All of the manuscripts of Cato's treatise also include a copy of Varro's essay
of the same name. J.G. Schneider and Heinrich Keil showed that
the existing manuscripts directly or indirectly descend from a long-lost manuscript called the Marcianus, which was once in the
Library of St Mark in Florence and described by Petrus
Victorinus as liber antiquissimus et fidelissimus ("a book most ancient and faithful"). The oldest existing
manuscript is the Codex Parisinus 6842, written in Italy at some point before the end of the 12th century. The
editio princeps was printed at Venice in 1472;
Angelo Politian's collation of the Marcianus against his copy of this first printing is
considered an important witness for the text.[2]
Texts and translations
- Dalby, Andrew (1998), written at Totnes, Cato: On Farming, Prospect Books, ISBN
0907325807
- Goujard, R. (1975), written at Paris, Caton: De l'agriculture, Collection Budé, Les Belles Lettres
- William Davis Hooper, translator. Marcus Porcius Cato, "On Agriculture"; Marcus Terenntius Varro, "On Agriculture".

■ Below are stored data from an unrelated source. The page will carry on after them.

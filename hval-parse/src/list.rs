use crate::{Cursor, Parser, Sequence, literal_char, ows};
use hval_utils::collections::NonEmptyVec;

/// `item *( separator item )`
///
/// Stops cleanly before the first separator that is not followed by an
/// item. Fails only when the first item does.
pub fn list<'a, I, S>(item: I, separator: S) -> List<I, S>
where
    I: Parser<'a>,
    S: Parser<'a>,
{
    List { item, separator }
}

/// See [`list`].
#[derive(Debug, Clone, Copy)]
pub struct List<I, S> {
    item: I,
    separator: S,
}

impl<'a, I, S> Parser<'a> for List<I, S>
where
    I: Parser<'a>,
    S: Parser<'a>,
{
    type Output = NonEmptyVec<I::Output>;

    fn parse(&self, cursor: &mut Cursor<'a>) -> Option<Self::Output> {
        let mut seq = Sequence::new(cursor);
        let head = seq.read(|c: &mut Cursor<'a>| self.item.parse(c))?;
        let tail = seq.read_while_available(
            |c: &mut Cursor<'a>| self.separator.parse(c),
            |c: &mut Cursor<'a>| self.item.parse(c),
        );
        seq.finish();
        Some(NonEmptyVec { head, tail })
    }
}

/// `OWS "," OWS`
pub fn comma_separator(cursor: &mut Cursor<'_>) -> Option<()> {
    (ows, literal_char(','), ows).parse(cursor).map(|_| ())
}

/// `OWS ";" OWS`
pub fn semicolon_separator(cursor: &mut Cursor<'_>) -> Option<()> {
    (ows, literal_char(';'), ows).parse(cursor).map(|_| ())
}

/// An HTTP `1#element` list.
///
/// Like [`list`] with [`comma_separator`], but empty list elements are
/// tolerated as RFC 9110 section 5.6.1.2 asks of recipients:
/// `", a ,, b"` yields `a` and `b`. At least one element is required.
pub fn http_list<'a, I>(item: I) -> HttpList<I>
where
    I: Parser<'a>,
{
    HttpList(item)
}

/// See [`http_list`].
#[derive(Debug, Clone, Copy)]
pub struct HttpList<I>(I);

impl<'a, I> Parser<'a> for HttpList<I>
where
    I: Parser<'a>,
{
    type Output = NonEmptyVec<I::Output>;

    fn parse(&self, cursor: &mut Cursor<'a>) -> Option<Self::Output> {
        let start = cursor.position();

        // *( "," OWS ) element
        while (literal_char(','), ows).parse(cursor).is_some() {}
        let Some(head) = self.0.parse(cursor) else {
            cursor.set_position(start);
            return None;
        };

        // *( OWS "," [ OWS element ] )
        let mut tail = Vec::new();
        loop {
            let before = cursor.position();
            if (ows, literal_char(',')).parse(cursor).is_none() {
                cursor.set_position(before);
                break;
            }
            let after_comma = cursor.position();
            ows(cursor);
            match self.0.parse(cursor) {
                Some(value) => tail.push(value),
                None => cursor.set_position(after_comma),
            }
        }

        Some(NonEmptyVec { head, tail })
    }
}

#[cfg(test)]
mod tests {
    use super::*;
    use crate::{integer, token};
    use hval_utils::collections::non_empty_vec;

    #[test]
    fn test_list_boundaries() {
        let parser = list(token, comma_separator);

        let mut cursor = Cursor::new("");
        assert_eq!(parser.parse(&mut cursor), None);

        let mut cursor = Cursor::new("a");
        assert_eq!(parser.parse(&mut cursor), Some(non_empty_vec!["a"]));

        let mut cursor = Cursor::new("a, b, c");
        assert_eq!(parser.parse(&mut cursor), Some(non_empty_vec!["a", "b", "c"]));
        assert!(cursor.is_at_end());
    }

    #[test]
    fn test_list_stops_before_dangling_separator() {
        let parser = list(integer, semicolon_separator);
        let mut cursor = Cursor::new("1;2 ; 3;x");
        assert_eq!(parser.parse(&mut cursor), Some(non_empty_vec![1, 2, 3]));
        assert_eq!(cursor.remaining(), ";x");

        let mut cursor = Cursor::new(";1");
        assert_eq!(parser.parse(&mut cursor), None);
        assert_eq!(cursor.position(), 0);
    }

    #[test]
    fn test_http_list_tolerates_empty_elements() {
        for (input, expected, rest) in [
            ("a", Some(non_empty_vec!["a"]), ""),
            ("a, b", Some(non_empty_vec!["a", "b"]), ""),
            (", a ,, b", Some(non_empty_vec!["a", "b"]), ""),
            (",,a,", Some(non_empty_vec!["a"]), ""),
            ("a , ", Some(non_empty_vec!["a"]), " "),
            ("a;b", Some(non_empty_vec!["a"]), ";b"),
            ("", None, ""),
            (",", None, ","),
            (", ,", None, ", ,"),
        ] {
            let mut cursor = Cursor::new(input);
            assert_eq!(http_list(token).parse(&mut cursor), expected, "input: {input:?}");
            assert_eq!(cursor.remaining(), rest, "input: {input:?}");
        }
    }
}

Harvard: Loeb Classical Library, 1934.
Notes
- ^ "Cato (1)", Oxford Classical Dictionary, second edition. (Oxford:
Clarendon Press, 1970), p. 215.
- ^ M.D. Reeve discusses the descent of both Cato's and Varro's essays in
Texts and Transmission: A Survey of the Latin Classics, edited by L.D. Reynolds (Oxford: Clarendon Press, 1983), pp.
40-42.
Further reading
- Watkins, Calvert (1995), written at New York, How
to Kill a Dragon: aspects of Indo-European poetics, Oxford University Press, ISBN 0195144139
- K. D. White, "Roman agricultural writers I: Varro and his predecessors" in Aufstieg und Niedergang der römischen Welt
ed. H. Temporini. Part 1 vol. 4 (Berlin: De Gruyter, 1973) pp. 439-497.